- EXERCISE DATA:
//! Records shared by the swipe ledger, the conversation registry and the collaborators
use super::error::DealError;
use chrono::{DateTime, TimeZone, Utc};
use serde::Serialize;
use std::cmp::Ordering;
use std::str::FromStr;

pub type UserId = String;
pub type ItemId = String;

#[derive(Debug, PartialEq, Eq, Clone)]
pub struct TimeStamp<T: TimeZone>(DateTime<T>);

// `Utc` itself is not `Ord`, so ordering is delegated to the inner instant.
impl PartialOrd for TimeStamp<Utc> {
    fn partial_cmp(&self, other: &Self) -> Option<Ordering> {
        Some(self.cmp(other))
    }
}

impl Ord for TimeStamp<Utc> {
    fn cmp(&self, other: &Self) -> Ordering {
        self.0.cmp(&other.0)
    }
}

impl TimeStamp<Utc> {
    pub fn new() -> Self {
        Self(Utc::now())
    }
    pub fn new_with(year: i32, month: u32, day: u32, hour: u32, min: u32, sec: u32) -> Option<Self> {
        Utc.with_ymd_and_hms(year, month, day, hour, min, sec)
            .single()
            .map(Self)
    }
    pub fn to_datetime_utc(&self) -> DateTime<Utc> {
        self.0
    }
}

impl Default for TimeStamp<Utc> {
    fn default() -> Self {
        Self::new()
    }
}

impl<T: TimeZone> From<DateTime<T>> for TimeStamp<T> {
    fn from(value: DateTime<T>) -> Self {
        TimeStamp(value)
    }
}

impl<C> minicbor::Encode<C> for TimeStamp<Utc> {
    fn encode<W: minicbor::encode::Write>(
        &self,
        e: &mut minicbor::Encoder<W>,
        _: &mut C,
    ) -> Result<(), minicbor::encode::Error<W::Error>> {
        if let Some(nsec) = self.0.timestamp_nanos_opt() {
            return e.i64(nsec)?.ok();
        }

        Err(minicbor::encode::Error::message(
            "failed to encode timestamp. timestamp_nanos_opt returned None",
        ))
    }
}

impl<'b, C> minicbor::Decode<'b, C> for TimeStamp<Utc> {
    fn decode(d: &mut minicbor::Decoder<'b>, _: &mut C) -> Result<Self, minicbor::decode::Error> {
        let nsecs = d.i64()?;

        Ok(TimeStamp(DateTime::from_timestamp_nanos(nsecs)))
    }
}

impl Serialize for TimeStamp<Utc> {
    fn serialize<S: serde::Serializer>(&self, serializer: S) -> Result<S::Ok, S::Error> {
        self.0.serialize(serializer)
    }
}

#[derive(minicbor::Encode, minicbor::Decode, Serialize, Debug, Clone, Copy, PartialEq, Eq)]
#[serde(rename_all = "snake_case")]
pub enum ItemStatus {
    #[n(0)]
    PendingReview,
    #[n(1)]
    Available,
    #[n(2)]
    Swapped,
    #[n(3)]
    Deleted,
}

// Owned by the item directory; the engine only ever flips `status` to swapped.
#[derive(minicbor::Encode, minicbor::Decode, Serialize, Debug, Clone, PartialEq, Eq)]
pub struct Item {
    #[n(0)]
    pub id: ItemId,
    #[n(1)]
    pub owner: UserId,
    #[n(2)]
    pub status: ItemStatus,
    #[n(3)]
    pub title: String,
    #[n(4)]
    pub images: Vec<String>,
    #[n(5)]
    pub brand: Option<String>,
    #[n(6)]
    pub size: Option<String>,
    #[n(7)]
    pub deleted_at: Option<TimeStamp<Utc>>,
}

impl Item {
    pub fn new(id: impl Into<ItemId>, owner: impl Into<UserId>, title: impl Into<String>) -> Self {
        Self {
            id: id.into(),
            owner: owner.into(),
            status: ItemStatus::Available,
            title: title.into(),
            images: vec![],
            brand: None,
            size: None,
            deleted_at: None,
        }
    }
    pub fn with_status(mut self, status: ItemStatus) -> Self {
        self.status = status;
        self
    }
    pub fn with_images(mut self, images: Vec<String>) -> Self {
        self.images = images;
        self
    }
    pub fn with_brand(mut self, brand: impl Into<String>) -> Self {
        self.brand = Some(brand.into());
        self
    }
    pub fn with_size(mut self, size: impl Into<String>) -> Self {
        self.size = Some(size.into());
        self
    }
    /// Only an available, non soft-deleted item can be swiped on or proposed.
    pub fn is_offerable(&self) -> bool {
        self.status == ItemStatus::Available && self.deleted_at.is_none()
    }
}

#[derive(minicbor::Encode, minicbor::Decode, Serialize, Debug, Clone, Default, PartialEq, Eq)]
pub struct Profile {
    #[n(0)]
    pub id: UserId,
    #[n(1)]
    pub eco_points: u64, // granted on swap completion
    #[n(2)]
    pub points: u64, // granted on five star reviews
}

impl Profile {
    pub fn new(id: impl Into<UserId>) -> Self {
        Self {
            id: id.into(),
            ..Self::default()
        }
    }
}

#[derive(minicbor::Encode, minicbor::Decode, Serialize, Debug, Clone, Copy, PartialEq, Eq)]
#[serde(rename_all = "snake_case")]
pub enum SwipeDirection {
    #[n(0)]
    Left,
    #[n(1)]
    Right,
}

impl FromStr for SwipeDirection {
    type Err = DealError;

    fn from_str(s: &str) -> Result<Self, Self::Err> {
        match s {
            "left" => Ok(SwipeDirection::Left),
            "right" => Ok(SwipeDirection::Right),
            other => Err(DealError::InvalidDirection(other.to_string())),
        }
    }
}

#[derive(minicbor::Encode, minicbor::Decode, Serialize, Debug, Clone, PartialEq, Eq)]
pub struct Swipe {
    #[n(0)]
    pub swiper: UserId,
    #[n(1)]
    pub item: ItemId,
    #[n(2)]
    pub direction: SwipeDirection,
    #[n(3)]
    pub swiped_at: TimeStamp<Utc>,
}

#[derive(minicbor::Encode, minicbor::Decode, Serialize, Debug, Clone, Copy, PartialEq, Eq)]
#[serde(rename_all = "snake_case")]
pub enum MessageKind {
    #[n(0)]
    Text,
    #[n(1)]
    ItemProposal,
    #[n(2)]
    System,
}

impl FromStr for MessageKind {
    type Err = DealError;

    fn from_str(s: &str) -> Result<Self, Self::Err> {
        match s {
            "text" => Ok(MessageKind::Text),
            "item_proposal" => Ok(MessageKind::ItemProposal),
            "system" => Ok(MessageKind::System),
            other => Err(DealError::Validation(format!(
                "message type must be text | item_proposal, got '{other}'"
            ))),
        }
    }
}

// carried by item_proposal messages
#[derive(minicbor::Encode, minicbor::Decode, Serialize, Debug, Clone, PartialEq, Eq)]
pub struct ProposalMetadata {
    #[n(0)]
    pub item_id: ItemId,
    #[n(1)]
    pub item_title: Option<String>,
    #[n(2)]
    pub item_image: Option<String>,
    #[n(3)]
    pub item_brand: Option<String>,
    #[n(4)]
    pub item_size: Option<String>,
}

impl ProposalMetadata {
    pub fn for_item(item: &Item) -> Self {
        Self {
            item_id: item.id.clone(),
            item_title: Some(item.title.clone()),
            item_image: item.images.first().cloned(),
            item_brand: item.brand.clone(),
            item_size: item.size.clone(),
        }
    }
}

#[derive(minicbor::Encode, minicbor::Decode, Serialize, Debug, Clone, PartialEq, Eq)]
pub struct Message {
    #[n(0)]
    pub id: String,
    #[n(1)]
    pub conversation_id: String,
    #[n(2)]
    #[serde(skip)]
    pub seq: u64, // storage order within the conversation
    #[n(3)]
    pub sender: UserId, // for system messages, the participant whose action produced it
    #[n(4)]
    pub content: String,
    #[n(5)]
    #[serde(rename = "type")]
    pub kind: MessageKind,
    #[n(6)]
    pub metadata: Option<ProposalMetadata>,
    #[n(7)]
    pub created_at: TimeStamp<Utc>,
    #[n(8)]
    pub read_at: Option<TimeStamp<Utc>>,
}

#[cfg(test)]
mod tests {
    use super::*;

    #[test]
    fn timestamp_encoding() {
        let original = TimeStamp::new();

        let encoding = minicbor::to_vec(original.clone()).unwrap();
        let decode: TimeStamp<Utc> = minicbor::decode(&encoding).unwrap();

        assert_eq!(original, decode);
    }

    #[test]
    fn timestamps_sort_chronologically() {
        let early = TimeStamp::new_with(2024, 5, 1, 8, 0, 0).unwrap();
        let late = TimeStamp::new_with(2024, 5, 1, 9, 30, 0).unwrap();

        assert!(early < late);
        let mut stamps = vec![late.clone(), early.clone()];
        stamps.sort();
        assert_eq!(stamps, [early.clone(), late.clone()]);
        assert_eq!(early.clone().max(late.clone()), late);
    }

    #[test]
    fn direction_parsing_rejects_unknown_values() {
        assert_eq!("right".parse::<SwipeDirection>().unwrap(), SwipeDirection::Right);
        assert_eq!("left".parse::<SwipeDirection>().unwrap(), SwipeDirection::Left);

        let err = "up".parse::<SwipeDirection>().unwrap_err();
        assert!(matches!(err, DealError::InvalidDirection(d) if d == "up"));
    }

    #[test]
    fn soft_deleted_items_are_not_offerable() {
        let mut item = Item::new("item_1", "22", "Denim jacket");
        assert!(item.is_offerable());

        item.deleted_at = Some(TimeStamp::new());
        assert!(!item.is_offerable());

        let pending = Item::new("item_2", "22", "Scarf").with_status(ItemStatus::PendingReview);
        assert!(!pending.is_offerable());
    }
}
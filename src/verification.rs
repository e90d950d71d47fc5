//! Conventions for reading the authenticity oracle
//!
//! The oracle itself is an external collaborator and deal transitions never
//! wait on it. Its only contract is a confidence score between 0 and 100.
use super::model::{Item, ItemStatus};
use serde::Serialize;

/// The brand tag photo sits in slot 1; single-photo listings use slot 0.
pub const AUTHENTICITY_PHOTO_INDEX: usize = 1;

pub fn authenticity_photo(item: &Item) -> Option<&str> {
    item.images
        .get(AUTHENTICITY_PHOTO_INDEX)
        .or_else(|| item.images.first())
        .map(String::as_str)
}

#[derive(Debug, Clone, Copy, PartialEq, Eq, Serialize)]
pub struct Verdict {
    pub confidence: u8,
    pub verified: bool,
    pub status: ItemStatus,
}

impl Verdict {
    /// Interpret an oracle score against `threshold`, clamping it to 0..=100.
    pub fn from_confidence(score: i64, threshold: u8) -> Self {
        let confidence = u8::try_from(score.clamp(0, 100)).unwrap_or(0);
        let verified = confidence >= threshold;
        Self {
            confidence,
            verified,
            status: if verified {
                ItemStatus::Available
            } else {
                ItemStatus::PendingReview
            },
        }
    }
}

- WHAT IS EXPECTED: Would you copy, unchanged, the stretch of the records above that begins at the line containing "-> Result<(), minicbor::encode::Error<W::Error>>" and ends at the line containing "to encode timestamp.", and only that?

- ANSWER FOR THIS EXERCISE:
    ) -> Result<(), minicbor::encode::Error<W::Error>> {
        if let Some(nsec) = self.0.timestamp_nanos_opt() {
            return e.i64(nsec)?.ok();
        }

        Err(minicbor::encode::Error::message(
            "failed to encode timestamp. timestamp_nanos_opt returned None",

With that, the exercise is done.